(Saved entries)
• • •
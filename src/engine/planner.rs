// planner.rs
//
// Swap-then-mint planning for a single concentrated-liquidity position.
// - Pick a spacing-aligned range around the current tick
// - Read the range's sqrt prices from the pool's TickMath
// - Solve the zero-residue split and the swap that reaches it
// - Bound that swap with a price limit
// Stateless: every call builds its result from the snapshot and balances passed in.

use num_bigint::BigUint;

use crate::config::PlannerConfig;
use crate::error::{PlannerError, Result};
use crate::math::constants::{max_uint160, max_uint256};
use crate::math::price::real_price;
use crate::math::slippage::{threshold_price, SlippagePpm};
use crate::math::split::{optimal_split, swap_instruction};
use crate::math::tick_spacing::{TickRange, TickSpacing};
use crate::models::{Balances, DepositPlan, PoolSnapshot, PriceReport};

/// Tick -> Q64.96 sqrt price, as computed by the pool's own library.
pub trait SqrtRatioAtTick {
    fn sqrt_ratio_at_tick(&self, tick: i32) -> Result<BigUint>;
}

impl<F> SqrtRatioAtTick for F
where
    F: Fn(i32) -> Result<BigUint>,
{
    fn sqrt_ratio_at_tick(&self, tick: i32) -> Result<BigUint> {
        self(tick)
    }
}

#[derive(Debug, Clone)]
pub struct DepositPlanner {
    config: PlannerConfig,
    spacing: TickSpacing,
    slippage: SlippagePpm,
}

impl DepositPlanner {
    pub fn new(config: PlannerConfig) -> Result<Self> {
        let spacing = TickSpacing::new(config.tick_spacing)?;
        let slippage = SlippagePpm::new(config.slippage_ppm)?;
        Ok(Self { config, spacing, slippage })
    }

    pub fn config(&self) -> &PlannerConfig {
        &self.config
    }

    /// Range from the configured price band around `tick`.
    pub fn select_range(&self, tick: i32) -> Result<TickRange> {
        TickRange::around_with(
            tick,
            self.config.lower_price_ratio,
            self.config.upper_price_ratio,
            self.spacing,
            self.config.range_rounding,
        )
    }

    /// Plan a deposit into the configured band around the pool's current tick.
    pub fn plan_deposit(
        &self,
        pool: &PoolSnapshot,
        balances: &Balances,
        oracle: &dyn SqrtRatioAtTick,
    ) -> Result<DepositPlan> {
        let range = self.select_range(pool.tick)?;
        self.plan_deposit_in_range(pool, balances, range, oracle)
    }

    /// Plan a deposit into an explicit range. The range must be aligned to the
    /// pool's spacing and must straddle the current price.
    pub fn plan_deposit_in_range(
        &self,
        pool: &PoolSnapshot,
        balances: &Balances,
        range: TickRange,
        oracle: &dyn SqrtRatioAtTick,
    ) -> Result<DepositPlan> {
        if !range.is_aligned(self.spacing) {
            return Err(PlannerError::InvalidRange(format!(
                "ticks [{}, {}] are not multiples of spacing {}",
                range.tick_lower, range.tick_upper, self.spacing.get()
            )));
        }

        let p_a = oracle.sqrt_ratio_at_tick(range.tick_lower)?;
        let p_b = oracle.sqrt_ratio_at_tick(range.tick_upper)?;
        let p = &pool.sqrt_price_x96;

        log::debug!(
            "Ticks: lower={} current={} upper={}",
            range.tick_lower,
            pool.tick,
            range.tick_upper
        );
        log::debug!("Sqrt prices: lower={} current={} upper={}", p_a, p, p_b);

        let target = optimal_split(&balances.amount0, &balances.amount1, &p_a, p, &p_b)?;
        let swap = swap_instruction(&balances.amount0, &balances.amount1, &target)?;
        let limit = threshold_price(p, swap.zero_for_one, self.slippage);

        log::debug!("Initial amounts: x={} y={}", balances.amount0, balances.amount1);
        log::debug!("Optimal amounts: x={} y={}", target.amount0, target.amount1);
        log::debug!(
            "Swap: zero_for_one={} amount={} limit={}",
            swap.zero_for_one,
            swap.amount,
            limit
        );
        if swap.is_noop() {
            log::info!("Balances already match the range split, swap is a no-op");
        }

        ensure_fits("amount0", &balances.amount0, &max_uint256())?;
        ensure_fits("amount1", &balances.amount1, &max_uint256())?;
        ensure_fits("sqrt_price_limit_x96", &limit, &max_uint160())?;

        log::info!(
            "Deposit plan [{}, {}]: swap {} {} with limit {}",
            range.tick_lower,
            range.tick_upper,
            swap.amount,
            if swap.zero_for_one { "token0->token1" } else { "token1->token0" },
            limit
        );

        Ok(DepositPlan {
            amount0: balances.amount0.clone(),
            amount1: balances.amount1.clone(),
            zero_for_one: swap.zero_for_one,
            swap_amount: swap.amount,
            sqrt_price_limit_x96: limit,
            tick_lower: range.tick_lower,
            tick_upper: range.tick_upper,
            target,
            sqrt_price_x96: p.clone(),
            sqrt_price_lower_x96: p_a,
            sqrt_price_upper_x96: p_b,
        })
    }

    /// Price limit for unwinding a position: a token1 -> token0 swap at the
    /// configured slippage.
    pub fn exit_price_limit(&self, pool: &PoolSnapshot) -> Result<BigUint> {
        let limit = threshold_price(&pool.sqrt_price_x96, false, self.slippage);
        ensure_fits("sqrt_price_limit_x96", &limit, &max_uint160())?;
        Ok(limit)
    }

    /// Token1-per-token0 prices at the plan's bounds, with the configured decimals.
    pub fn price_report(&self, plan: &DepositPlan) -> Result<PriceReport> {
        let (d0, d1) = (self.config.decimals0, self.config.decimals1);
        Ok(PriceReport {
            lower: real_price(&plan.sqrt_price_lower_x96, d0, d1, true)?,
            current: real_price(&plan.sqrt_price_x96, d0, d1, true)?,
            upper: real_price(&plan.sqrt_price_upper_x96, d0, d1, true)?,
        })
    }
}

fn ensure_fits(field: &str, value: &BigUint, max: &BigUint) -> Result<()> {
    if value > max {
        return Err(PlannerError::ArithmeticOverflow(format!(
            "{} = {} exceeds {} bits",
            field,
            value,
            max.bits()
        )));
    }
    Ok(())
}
• • •
- WHAT IS NEEDED -
This exercise calls for every record above to be written out again exactly.

- OUTPUT FOR THIS TASK -
filename src/engine/planner.rs
// planner.rs
//
// Swap-then-mint planning for a single concentrated-liquidity position.
// - Pick a spacing-aligned range around the current tick
// - Read the range's sqrt prices from the pool's TickMath
// - Solve the zero-residue split and the swap that reaches it
// - Bound that swap with a price limit
// Stateless: every call builds its result from the snapshot and balances passed in.

use num_bigint::BigUint;

use crate::config::PlannerConfig;
use crate::error::{PlannerError, Result};
use crate::math::constants::{max_uint160, max_uint256};
use crate::math::price::real_price;
use crate::math::slippage::{threshold_price, SlippagePpm};
use crate::math::split::{optimal_split, swap_instruction};
use crate::math::tick_spacing::{TickRange, TickSpacing};
use crate::models::{Balances, DepositPlan, PoolSnapshot, PriceReport};

/// Tick -> Q64.96 sqrt price, as computed by the pool's own library.
pub trait SqrtRatioAtTick {
    fn sqrt_ratio_at_tick(&self, tick: i32) -> Result<BigUint>;
}

impl<F> SqrtRatioAtTick for F
where
    F: Fn(i32) -> Result<BigUint>,
{
    fn sqrt_ratio_at_tick(&self, tick: i32) -> Result<BigUint> {
        self(tick)
    }
}

#[derive(Debug, Clone)]
pub struct DepositPlanner {
    config: PlannerConfig,
    spacing: TickSpacing,
    slippage: SlippagePpm,
}

impl DepositPlanner {
    pub fn new(config: PlannerConfig) -> Result<Self> {
        let spacing = TickSpacing::new(config.tick_spacing)?;
        let slippage = SlippagePpm::new(config.slippage_ppm)?;
        Ok(Self { config, spacing, slippage })
    }

    pub fn config(&self) -> &PlannerConfig {
        &self.config
    }

    /// Range from the configured price band around `tick`.
    pub fn select_range(&self, tick: i32) -> Result<TickRange> {
        TickRange::around_with(
            tick,
            self.config.lower_price_ratio,
            self.config.upper_price_ratio,
            self.spacing,
            self.config.range_rounding,
        )
    }

    /// Plan a deposit into the configured band around the pool's current tick.
    pub fn plan_deposit(
        &self,
        pool: &PoolSnapshot,
        balances: &Balances,
        oracle: &dyn SqrtRatioAtTick,
    ) -> Result<DepositPlan> {
        let range = self.select_range(pool.tick)?;
        self.plan_deposit_in_range(pool, balances, range, oracle)
    }

    /// Plan a deposit into an explicit range. The range must be aligned to the
    /// pool's spacing and must straddle the current price.
    pub fn plan_deposit_in_range(
        &self,
        pool: &PoolSnapshot,
        balances: &Balances,
        range: TickRange,
        oracle: &dyn SqrtRatioAtTick,
    ) -> Result<DepositPlan> {
        if !range.is_aligned(self.spacing) {
            return Err(PlannerError::InvalidRange(format!(
                "ticks [{}, {}] are not multiples of spacing {}",
                range.tick_lower, range.tick_upper, self.spacing.get()
            )));
        }

        let p_a = oracle.sqrt_ratio_at_tick(range.tick_lower)?;
        let p_b = oracle.sqrt_ratio_at_tick(range.tick_upper)?;
        let p = &pool.sqrt_price_x96;

        log::debug!(
            "Ticks: lower={} current={} upper={}",
            range.tick_lower,
            pool.tick,
            range.tick_upper
        );
        log::debug!("Sqrt prices: lower={} current={} upper={}", p_a, p, p_b);

        let target = optimal_split(&balances.amount0, &balances.amount1, &p_a, p, &p_b)?;
        let swap = swap_instruction(&balances.amount0, &balances.amount1, &target)?;
        let limit = threshold_price(p, swap.zero_for_one, self.slippage);

        log::debug!("Initial amounts: x={} y={}", balances.amount0, balances.amount1);
        log::debug!("Optimal amounts: x={} y={}", target.amount0, target.amount1);
        log::debug!(
            "Swap: zero_for_one={} amount={} limit={}",
            swap.zero_for_one,
            swap.amount,
            limit
        );
        if swap.is_noop() {
            log::info!("Balances already match the range split, swap is a no-op");
        }

        ensure_fits("amount0", &balances.amount0, &max_uint256())?;
        ensure_fits("amount1", &balances.amount1, &max_uint256())?;
        ensure_fits("sqrt_price_limit_x96", &limit, &max_uint160())?;

        log::info!(
            "Deposit plan [{}, {}]: swap {} {} with limit {}",
            range.tick_lower,
            range.tick_upper,
            swap.amount,
            if swap.zero_for_one { "token0->token1" } else { "token1->token0" },
            limit
        );

        Ok(DepositPlan {
            amount0: balances.amount0.clone(),
            amount1: balances.amount1.clone(),
            zero_for_one: swap.zero_for_one,
            swap_amount: swap.amount,
            sqrt_price_limit_x96: limit,
            tick_lower: range.tick_lower,
            tick_upper: range.tick_upper,
            target,
            sqrt_price_x96: p.clone(),
            sqrt_price_lower_x96: p_a,
            sqrt_price_upper_x96: p_b,
        })
    }

    /// Price limit for unwinding a position: a token1 -> token0 swap at the
    /// configured slippage.
    pub fn exit_price_limit(&self, pool: &PoolSnapshot) -> Result<BigUint> {
        let limit = threshold_price(&pool.sqrt_price_x96, false, self.slippage);
        ensure_fits("sqrt_price_limit_x96", &limit, &max_uint160())?;
        Ok(limit)
    }

    /// Token1-per-token0 prices at the plan's bounds, with the configured decimals.
    pub fn price_report(&self, plan: &DepositPlan) -> Result<PriceReport> {
        let (d0, d1) = (self.config.decimals0, self.config.decimals1);
        Ok(PriceReport {
            lower: real_price(&plan.sqrt_price_lower_x96, d0, d1, true)?,
            current: real_price(&plan.sqrt_price_x96, d0, d1, true)?,
            upper: real_price(&plan.sqrt_price_upper_x96, d0, d1, true)?,
        })
    }
}

fn ensure_fits(field: &str, value: &BigUint, max: &BigUint) -> Result<()> {
    if value > max {
        return Err(PlannerError::ArithmeticOverflow(format!(
            "{} = {} exceeds {} bits",
            field,
            value,
            max.bits()
        )));
    }
    Ok(())
}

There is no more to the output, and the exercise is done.